— WHAT YOU HAVE TO DO —
Copy each line of the data that has "table" in it.

BEGIN DATA PROVIDED

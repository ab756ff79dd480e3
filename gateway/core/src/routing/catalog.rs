//! Model Catalog
//!
//! Query categories, pool identifiers, importance hints and the static table
//! of candidate models per category.

use std::collections::HashMap;
use std::fmt;
use std::str::FromStr;

use serde::{Deserialize, Serialize};

// ============================================================================
// Query Types
// ============================================================================

/// Coarse category of a query
#[derive(Clone, Copy, Debug, PartialEq, Eq, Hash, PartialOrd, Ord, Serialize, Deserialize)]
#[serde(rename_all = "lowercase")]
pub enum QueryType {
    /// Writing, reading or fixing code
    Code,
    /// Calculation and formal math
    Math,
    /// Stories, poems, jokes
    Creative,
    /// Systems, tooling and technical explanations
    Technical,
    /// Analysis, comparison, multi-step reasoning
    Reasoning,
    /// Live-stream and chat moderation chatter
    Broadcast,
    /// Anything else
    General,
    /// Personal assistant lookups (weather, reminders, notes)
    Secretary,
    /// Sorting urgent issues
    Triage,
    /// Calendars and meetings
    Scheduling,
    /// Condensing text
    Summary,
}

impl Default for QueryType {
    fn default() -> Self {
        Self::General
    }
}

impl QueryType {
    /// Every category, in tie-break order
    pub const ALL: [QueryType; 11] = [
        Self::Code,
        Self::Math,
        Self::Creative,
        Self::Technical,
        Self::Reasoning,
        Self::Broadcast,
        Self::General,
        Self::Secretary,
        Self::Triage,
        Self::Scheduling,
        Self::Summary,
    ];

    /// Lowercase name, as used in config files and classifier prompts
    #[must_use]
    pub fn as_str(&self) -> &'static str {
        match self {
            Self::Code => "code",
            Self::Math => "math",
            Self::Creative => "creative",
            Self::Technical => "technical",
            Self::Reasoning => "reasoning",
            Self::Broadcast => "broadcast",
            Self::General => "general",
            Self::Secretary => "secretary",
            Self::Triage => "triage",
            Self::Scheduling => "scheduling",
            Self::Summary => "summary",
        }
    }

    /// Latency-sensitive categories that prefer the fast pool
    #[must_use]
    pub fn is_fast_lane(&self) -> bool {
        matches!(
            self,
            Self::Secretary | Self::Triage | Self::Scheduling | Self::Summary
        )
    }

    /// Whole-word keywords and phrases that suggest this category
    #[must_use]
    pub fn keywords(&self) -> &'static [&'static str] {
        match self {
            Self::Code => &[
                "code", "function", "bug", "bugs", "compile", "compiler", "python", "rust",
                "javascript", "typescript", "debug", "refactor", "implement", "script",
                "stack trace", "syntax", "regex", "sql", "unit test",
            ],
            Self::Math => &[
                "calculate", "solve", "equation", "integral", "derivative", "math", "algebra",
                "probability", "multiply", "divide", "percent", "proof", "theorem",
            ],
            Self::Creative => &[
                "story", "poem", "creative", "imagine", "lyrics", "fiction", "character",
                "haiku", "joke", "write a",
            ],
            Self::Technical => &[
                "explain", "how does", "architecture", "configure", "install", "network",
                "server", "docker", "kubernetes", "database", "protocol", "linux",
            ],
            Self::Reasoning => &[
                "why", "analyze", "analyse", "compare", "reason", "pros and cons", "tradeoff",
                "evaluate", "argument", "logic", "step by step",
            ],
            Self::Broadcast => &[
                "stream", "broadcast", "obs", "viewers", "chat", "twitch", "scene", "overlay",
                "live",
            ],
            Self::General => &[],
            Self::Secretary => &[
                "weather", "right now", "remind", "reminder", "email", "note", "todo",
                "what time", "today", "tomorrow", "forecast",
            ],
            Self::Triage => &[
                "urgent", "triage", "priority", "incident", "outage", "alert", "critical",
                "error rate", "on call", "escalate",
            ],
            Self::Scheduling => &[
                "schedule", "meeting", "calendar", "appointment", "reschedule", "availability",
                "deadline", "book a",
            ],
            Self::Summary => &[
                "summarize", "summarise", "summary", "tldr", "recap", "key points", "brief",
                "overview",
            ],
        }
    }
}

impl fmt::Display for QueryType {
    fn fmt(&self, f: &mut fmt::Formatter<'_>) -> fmt::Result {
        f.write_str(self.as_str())
    }
}

impl FromStr for QueryType {
    type Err = String;

    fn from_str(s: &str) -> Result<Self, Self::Err> {
        let s = s.trim().to_lowercase();
        Self::ALL
            .into_iter()
            .find(|t| t.as_str() == s)
            .ok_or_else(|| format!("unknown query type '{s}'"))
    }
}

// ============================================================================
// Importance
// ============================================================================

/// Caller-supplied hint for how to route
#[derive(Clone, Copy, Debug, Default, PartialEq, Eq, Hash, Serialize, Deserialize)]
#[serde(rename_all = "lowercase")]
pub enum Importance {
    /// Best available model
    #[default]
    Normal,
    /// Smallest available model, fast pool first
    Fast,
    /// Ensemble of models with a synthesis pass
    Critical,
}

impl fmt::Display for Importance {
    fn fmt(&self, f: &mut fmt::Formatter<'_>) -> fmt::Result {
        match self {
            Self::Normal => f.write_str("normal"),
            Self::Fast => f.write_str("fast"),
            Self::Critical => f.write_str("critical"),
        }
    }
}

impl FromStr for Importance {
    type Err = String;

    fn from_str(s: &str) -> Result<Self, Self::Err> {
        match s.trim().to_lowercase().as_str() {
            "normal" => Ok(Self::Normal),
            "fast" => Ok(Self::Fast),
            "critical" => Ok(Self::Critical),
            other => Err(format!("unknown importance '{other}'")),
        }
    }
}

// ============================================================================
// Pools
// ============================================================================

/// Named inference pool
#[derive(Clone, Copy, Debug, PartialEq, Eq, Hash, PartialOrd, Ord, Serialize, Deserialize)]
#[serde(rename_all = "lowercase")]
pub enum PoolId {
    /// Large-model pool (GPU box)
    Big,
    /// Small-model, low-latency pool
    Fast,
}

impl PoolId {
    /// Both pools
    pub const ALL: [PoolId; 2] = [Self::Big, Self::Fast];

    /// Lowercase name
    #[must_use]
    pub fn as_str(&self) -> &'static str {
        match self {
            Self::Big => "big",
            Self::Fast => "fast",
        }
    }

    /// Name of the circuit breaker guarding this pool
    #[must_use]
    pub fn breaker_name(&self) -> String {
        format!("pool:{}", self.as_str())
    }
}

impl fmt::Display for PoolId {
    fn fmt(&self, f: &mut fmt::Formatter<'_>) -> fmt::Result {
        f.write_str(self.as_str())
    }
}

impl FromStr for PoolId {
    type Err = String;

    fn from_str(s: &str) -> Result<Self, Self::Err> {
        match s.trim().to_lowercase().as_str() {
            "big" => Ok(Self::Big),
            "fast" => Ok(Self::Fast),
            other => Err(format!("unknown pool '{other}'")),
        }
    }
}

// ============================================================================
// Model Specs
// ============================================================================

/// A candidate model for a query type
#[derive(Clone, Debug, PartialEq, Serialize, Deserialize)]
pub struct ModelSpec {
    /// Model name as loaded on the pool
    pub name: String,
    /// What the model is good at
    pub specialty: String,
    /// Static confidence weight; higher is tried first
    pub weight: f32,
    /// Parameter count in billions, used as a latency proxy
    pub size_b: f32,
    /// Pool the model is restricted to (`None` = any pool)
    #[serde(default)]
    pub pool: Option<PoolId>,
    /// Keep-alive policy passed to the pool
    #[serde(default)]
    pub keep_alive: Option<String>,
}

impl ModelSpec {
    /// Create an unrestricted spec
    pub fn new(name: impl Into<String>, specialty: impl Into<String>, weight: f32, size_b: f32) -> Self {
        Self {
            name: name.into(),
            specialty: specialty.into(),
            weight,
            size_b,
            pool: None,
            keep_alive: None,
        }
    }

    /// Restrict the model to one pool
    #[must_use]
    pub fn on_pool(mut self, pool: PoolId) -> Self {
        self.pool = Some(pool);
        self
    }

    /// Set the keep-alive policy
    #[must_use]
    pub fn with_keep_alive(mut self, keep_alive: impl Into<String>) -> Self {
        self.keep_alive = Some(keep_alive.into());
        self
    }

    /// Whether this spec may run on `pool`
    #[must_use]
    pub fn allowed_on(&self, pool: PoolId) -> bool {
        self.pool.map_or(true, |p| p == pool)
    }
}

/// Candidate models per query type, ordered by descending weight
#[derive(Clone, Debug, Default, PartialEq)]
pub struct ModelCatalog {
    entries: HashMap<QueryType, Vec<ModelSpec>>,
}

impl ModelCatalog {
    /// Empty catalog
    #[must_use]
    pub fn empty() -> Self {
        Self::default()
    }

    /// Built-in table of Ollama models
    #[must_use]
    pub fn builtin() -> Self {
        let mut catalog = Self::empty();
        catalog.set(
            QueryType::Code,
            vec![
                ModelSpec::new("qwen2.5-coder:32b", "code generation", 0.95, 32.0).on_pool(PoolId::Big),
                ModelSpec::new("deepseek-coder-v2:16b", "code generation", 0.90, 16.0),
                ModelSpec::new("qwen2.5-coder:7b", "code completion", 0.80, 7.0),
            ],
        );
        catalog.set(
            QueryType::Math,
            vec![
                ModelSpec::new("qwen2.5:32b", "math", 0.90, 32.0).on_pool(PoolId::Big),
                ModelSpec::new("deepseek-r1:14b", "step-by-step math", 0.85, 14.0),
                ModelSpec::new("qwen2.5:7b", "arithmetic", 0.75, 7.0),
            ],
        );
        catalog.set(
            QueryType::Creative,
            vec![
                ModelSpec::new("mistral-nemo:12b", "creative writing", 0.85, 12.0),
                ModelSpec::new("llama3.1:8b", "creative writing", 0.80, 8.0),
            ],
        );
        catalog.set(
            QueryType::Technical,
            vec![
                ModelSpec::new("qwen2.5:32b", "technical depth", 0.90, 32.0).on_pool(PoolId::Big),
                ModelSpec::new("qwen2.5:14b", "technical", 0.85, 14.0),
                ModelSpec::new("llama3.1:8b", "technical", 0.80, 8.0),
            ],
        );
        catalog.set(
            QueryType::Reasoning,
            vec![
                ModelSpec::new("deepseek-r1:32b", "reasoning", 0.95, 32.0).on_pool(PoolId::Big),
                ModelSpec::new("deepseek-r1:14b", "reasoning", 0.85, 14.0),
                ModelSpec::new("qwen2.5:14b", "analysis", 0.80, 14.0),
            ],
        );
        catalog.set(
            QueryType::Broadcast,
            vec![
                ModelSpec::new("llama3.2:3b", "chat banter", 0.85, 3.0).with_keep_alive("-1"),
                ModelSpec::new("llama3.1:8b", "chat", 0.80, 8.0),
            ],
        );
        catalog.set(
            QueryType::General,
            vec![
                ModelSpec::new("llama3.1:8b", "general", 0.85, 8.0),
                ModelSpec::new("qwen2.5:7b", "general", 0.80, 7.0),
                ModelSpec::new("llama3.2:3b", "general", 0.70, 3.0),
            ],
        );
        catalog.set(
            QueryType::Secretary,
            vec![
                ModelSpec::new("llama3.2:3b", "assistant lookups", 0.90, 3.0).with_keep_alive("-1"),
                ModelSpec::new("qwen2.5:3b", "assistant lookups", 0.85, 3.0),
                ModelSpec::new("llama3.1:8b", "assistant", 0.80, 8.0),
            ],
        );
        catalog.set(
            QueryType::Triage,
            vec![
                ModelSpec::new("qwen2.5:7b", "triage", 0.90, 7.0),
                ModelSpec::new("llama3.2:3b", "triage", 0.85, 3.0),
            ],
        );
        catalog.set(
            QueryType::Scheduling,
            vec![
                ModelSpec::new("llama3.2:3b", "scheduling", 0.90, 3.0),
                ModelSpec::new("qwen2.5:3b", "scheduling", 0.85, 3.0),
            ],
        );
        catalog.set(
            QueryType::Summary,
            vec![
                ModelSpec::new("qwen2.5:7b", "summaries", 0.90, 7.0),
                ModelSpec::new("llama3.2:3b", "short summaries", 0.80, 3.0),
            ],
        );
        catalog
    }

    /// Replace the candidates for `query_type`
    pub fn set(&mut self, query_type: QueryType, mut specs: Vec<ModelSpec>) {
        specs.sort_by(|a, b| b.weight.total_cmp(&a.weight));
        self.entries.insert(query_type, specs);
    }

    /// Candidates for `query_type`, highest weight first
    #[must_use]
    pub fn candidates(&self, query_type: QueryType) -> &[ModelSpec] {
        self.entries.get(&query_type).map_or(&[], Vec::as_slice)
    }

    /// Find a spec by model name across all categories
    #[must_use]
    pub fn find(&self, name: &str) -> Option<&ModelSpec> {
        self.entries.values().flatten().find(|s| s.name == name)
    }
}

END DATA PROVIDED

— RESULT OF THIS TASK —
//! Query categories, pool identifiers, importance hints and the static table
    /// Built-in table of Ollama models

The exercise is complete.